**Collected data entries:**
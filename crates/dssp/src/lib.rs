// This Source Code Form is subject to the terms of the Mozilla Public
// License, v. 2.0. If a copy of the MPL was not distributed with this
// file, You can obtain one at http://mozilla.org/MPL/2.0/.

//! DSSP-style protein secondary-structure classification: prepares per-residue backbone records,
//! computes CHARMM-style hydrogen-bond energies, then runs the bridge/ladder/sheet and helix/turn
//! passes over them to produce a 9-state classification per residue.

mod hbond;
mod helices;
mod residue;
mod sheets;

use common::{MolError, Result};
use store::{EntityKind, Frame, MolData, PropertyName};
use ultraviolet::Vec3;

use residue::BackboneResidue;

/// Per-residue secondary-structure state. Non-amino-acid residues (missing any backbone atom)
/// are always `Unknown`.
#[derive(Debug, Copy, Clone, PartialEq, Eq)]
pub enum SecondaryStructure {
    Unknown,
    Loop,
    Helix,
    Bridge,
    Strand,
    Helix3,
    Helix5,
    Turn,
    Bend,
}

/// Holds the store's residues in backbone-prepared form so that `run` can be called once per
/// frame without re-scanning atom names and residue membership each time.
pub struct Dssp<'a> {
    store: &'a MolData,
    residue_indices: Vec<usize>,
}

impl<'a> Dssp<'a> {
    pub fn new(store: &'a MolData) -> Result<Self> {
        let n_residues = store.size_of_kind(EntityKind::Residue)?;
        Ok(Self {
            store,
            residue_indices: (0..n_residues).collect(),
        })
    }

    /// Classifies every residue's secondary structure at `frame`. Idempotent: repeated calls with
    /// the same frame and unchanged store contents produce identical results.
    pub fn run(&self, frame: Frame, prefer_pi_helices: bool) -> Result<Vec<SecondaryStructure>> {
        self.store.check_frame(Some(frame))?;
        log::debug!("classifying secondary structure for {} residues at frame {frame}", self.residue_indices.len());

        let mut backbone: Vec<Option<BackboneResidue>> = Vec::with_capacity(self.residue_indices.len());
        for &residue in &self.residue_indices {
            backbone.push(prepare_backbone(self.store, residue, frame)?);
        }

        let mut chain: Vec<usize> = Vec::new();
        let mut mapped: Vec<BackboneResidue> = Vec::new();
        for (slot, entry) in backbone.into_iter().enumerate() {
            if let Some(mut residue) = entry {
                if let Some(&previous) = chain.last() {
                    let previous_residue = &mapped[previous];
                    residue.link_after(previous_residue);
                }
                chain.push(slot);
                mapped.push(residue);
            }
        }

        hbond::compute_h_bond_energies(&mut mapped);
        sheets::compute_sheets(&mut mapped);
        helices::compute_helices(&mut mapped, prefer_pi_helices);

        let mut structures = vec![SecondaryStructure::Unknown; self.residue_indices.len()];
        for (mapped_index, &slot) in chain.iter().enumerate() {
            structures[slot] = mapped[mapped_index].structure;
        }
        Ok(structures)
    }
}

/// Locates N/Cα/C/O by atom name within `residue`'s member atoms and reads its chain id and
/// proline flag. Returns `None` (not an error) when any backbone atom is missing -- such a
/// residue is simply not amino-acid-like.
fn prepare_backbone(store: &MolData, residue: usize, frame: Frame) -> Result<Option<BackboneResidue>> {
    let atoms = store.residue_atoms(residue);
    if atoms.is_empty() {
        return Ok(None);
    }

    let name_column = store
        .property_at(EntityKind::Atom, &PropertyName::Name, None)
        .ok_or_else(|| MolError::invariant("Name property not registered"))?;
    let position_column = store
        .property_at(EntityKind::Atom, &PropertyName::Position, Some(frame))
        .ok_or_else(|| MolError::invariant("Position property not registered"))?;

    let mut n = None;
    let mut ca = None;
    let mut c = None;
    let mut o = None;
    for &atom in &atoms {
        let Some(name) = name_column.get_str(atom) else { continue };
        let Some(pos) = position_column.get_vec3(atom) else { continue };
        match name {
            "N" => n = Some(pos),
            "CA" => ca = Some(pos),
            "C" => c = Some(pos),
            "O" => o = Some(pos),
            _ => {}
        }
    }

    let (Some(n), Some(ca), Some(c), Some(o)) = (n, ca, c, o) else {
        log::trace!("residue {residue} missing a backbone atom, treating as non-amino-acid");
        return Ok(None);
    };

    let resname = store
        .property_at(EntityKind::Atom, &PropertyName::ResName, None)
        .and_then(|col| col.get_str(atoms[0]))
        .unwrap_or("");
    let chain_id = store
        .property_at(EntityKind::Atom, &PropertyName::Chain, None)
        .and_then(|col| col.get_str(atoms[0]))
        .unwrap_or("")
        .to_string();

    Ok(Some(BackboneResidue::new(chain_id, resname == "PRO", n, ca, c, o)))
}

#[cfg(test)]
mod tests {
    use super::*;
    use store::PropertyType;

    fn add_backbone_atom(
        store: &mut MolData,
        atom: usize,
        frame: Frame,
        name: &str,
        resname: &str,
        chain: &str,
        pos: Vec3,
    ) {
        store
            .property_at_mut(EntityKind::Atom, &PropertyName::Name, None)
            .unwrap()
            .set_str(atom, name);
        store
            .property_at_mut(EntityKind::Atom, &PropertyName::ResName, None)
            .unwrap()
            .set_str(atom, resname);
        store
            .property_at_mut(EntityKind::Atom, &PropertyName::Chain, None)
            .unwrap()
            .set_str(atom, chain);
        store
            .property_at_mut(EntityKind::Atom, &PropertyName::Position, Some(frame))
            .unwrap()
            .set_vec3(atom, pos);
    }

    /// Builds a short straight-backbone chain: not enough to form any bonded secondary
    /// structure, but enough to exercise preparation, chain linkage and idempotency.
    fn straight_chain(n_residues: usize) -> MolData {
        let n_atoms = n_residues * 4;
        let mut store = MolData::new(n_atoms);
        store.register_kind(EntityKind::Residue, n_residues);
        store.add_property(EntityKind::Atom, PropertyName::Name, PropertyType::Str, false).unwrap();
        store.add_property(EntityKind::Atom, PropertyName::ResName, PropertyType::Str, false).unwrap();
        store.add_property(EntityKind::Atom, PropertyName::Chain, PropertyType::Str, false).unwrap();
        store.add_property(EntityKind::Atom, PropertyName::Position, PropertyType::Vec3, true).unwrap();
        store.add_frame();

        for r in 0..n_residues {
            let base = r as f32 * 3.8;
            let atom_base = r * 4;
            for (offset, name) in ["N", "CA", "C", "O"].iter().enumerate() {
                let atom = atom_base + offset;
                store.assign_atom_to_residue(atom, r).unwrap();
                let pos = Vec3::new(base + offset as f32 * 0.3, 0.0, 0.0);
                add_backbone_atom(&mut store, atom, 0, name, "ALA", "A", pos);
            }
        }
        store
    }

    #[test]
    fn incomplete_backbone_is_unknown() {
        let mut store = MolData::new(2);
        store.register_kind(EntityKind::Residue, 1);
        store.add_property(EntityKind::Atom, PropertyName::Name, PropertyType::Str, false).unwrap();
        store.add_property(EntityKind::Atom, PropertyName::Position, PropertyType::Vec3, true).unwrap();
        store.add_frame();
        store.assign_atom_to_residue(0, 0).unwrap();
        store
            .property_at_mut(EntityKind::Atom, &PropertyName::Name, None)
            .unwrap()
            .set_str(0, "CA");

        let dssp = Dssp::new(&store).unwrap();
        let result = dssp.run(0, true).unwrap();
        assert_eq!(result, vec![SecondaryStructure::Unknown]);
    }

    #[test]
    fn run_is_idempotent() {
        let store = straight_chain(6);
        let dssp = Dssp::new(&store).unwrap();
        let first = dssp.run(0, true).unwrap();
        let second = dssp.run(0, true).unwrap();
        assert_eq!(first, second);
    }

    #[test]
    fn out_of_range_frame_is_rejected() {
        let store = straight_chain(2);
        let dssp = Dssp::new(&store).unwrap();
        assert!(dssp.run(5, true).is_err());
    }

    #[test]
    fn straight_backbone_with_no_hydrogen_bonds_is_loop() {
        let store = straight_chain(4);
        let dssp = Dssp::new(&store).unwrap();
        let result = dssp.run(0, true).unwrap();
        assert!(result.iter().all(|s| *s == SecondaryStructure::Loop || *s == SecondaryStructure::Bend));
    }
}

==

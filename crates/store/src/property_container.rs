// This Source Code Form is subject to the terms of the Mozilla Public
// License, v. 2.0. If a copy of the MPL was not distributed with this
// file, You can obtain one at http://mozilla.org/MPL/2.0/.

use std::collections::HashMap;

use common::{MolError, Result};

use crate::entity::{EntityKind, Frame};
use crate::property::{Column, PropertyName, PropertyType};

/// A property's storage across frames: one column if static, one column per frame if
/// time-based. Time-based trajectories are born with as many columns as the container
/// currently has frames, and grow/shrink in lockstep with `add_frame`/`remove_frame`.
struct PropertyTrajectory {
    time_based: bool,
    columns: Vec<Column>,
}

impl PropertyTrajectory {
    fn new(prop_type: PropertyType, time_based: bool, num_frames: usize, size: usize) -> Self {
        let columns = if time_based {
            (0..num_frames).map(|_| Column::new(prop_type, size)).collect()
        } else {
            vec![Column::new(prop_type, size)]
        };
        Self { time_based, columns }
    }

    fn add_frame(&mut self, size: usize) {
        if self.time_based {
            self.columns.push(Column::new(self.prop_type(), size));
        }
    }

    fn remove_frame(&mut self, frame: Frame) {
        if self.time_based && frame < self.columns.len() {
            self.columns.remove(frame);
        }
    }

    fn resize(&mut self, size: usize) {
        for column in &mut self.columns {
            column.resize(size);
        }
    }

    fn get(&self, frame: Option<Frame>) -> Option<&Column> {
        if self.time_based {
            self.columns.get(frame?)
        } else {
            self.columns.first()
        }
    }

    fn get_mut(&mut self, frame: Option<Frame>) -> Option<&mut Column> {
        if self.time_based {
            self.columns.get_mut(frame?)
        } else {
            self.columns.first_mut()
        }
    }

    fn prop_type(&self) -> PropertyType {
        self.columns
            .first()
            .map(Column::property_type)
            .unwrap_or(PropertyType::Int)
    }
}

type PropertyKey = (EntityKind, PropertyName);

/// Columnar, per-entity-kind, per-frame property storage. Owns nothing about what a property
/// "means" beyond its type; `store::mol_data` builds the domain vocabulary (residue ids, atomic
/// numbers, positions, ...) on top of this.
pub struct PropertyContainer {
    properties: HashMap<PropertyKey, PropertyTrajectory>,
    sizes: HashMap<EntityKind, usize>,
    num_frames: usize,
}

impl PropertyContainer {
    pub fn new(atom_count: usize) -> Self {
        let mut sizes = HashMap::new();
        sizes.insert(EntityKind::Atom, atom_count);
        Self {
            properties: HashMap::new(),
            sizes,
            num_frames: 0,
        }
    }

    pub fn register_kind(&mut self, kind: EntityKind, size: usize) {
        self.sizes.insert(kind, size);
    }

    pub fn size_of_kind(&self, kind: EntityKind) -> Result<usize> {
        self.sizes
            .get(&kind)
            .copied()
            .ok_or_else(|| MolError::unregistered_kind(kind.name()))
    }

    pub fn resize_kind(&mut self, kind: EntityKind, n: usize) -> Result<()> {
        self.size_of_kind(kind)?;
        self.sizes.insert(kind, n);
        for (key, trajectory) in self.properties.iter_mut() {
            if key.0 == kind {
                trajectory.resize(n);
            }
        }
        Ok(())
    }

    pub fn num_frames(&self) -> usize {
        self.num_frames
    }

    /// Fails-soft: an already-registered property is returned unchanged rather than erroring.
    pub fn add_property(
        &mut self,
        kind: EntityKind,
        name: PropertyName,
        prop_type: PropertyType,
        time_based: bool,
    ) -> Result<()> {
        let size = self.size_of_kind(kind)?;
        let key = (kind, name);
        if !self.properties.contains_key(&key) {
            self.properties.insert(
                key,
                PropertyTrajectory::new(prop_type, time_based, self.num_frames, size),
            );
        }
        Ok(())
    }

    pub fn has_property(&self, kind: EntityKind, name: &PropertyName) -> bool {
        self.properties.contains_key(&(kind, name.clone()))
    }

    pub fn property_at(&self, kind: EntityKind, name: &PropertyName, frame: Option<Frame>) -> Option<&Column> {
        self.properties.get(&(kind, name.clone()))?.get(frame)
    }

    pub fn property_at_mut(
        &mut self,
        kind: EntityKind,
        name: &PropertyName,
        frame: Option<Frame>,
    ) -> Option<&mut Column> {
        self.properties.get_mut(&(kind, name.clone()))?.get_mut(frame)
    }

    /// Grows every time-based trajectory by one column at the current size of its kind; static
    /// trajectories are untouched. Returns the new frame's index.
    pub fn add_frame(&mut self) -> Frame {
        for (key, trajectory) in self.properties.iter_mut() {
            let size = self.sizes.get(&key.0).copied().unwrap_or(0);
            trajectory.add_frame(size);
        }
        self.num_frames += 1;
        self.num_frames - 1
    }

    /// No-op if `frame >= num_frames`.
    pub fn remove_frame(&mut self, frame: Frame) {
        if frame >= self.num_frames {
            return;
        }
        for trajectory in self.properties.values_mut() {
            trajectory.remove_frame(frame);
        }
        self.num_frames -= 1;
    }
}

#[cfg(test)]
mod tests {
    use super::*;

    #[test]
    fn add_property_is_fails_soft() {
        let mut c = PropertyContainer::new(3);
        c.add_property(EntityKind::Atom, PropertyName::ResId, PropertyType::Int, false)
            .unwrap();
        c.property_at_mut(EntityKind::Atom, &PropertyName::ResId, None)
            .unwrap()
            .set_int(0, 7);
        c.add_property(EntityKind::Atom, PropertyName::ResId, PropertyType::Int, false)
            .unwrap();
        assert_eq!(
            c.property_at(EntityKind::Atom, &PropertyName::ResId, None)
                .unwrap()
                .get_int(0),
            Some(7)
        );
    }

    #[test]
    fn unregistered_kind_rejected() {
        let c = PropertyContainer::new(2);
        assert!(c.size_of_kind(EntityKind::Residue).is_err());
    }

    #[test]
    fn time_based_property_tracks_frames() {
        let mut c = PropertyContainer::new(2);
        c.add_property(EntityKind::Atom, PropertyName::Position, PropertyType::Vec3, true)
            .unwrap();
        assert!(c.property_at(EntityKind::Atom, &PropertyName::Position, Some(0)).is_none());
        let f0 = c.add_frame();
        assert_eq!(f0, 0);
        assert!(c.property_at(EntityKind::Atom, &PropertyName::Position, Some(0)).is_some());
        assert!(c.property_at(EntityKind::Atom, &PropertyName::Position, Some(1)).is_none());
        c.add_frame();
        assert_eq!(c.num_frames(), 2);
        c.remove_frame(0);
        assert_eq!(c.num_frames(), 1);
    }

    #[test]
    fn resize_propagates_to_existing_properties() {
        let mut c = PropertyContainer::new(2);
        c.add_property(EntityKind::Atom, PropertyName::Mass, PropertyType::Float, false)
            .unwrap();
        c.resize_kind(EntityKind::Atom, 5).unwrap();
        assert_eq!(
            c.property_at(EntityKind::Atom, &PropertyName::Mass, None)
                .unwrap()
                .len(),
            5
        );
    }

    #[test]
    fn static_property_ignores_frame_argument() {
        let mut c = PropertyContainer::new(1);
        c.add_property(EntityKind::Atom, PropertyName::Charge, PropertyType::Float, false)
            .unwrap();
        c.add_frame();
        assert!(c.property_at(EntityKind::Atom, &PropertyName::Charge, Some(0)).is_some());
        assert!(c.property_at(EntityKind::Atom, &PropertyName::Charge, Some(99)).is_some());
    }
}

**Try it:**
Looking at the data above, show all lines where the word "filename" occurs.

**Answer space:**
filename crates/dssp/src/lib.rs
filename crates/store/src/property_container.rs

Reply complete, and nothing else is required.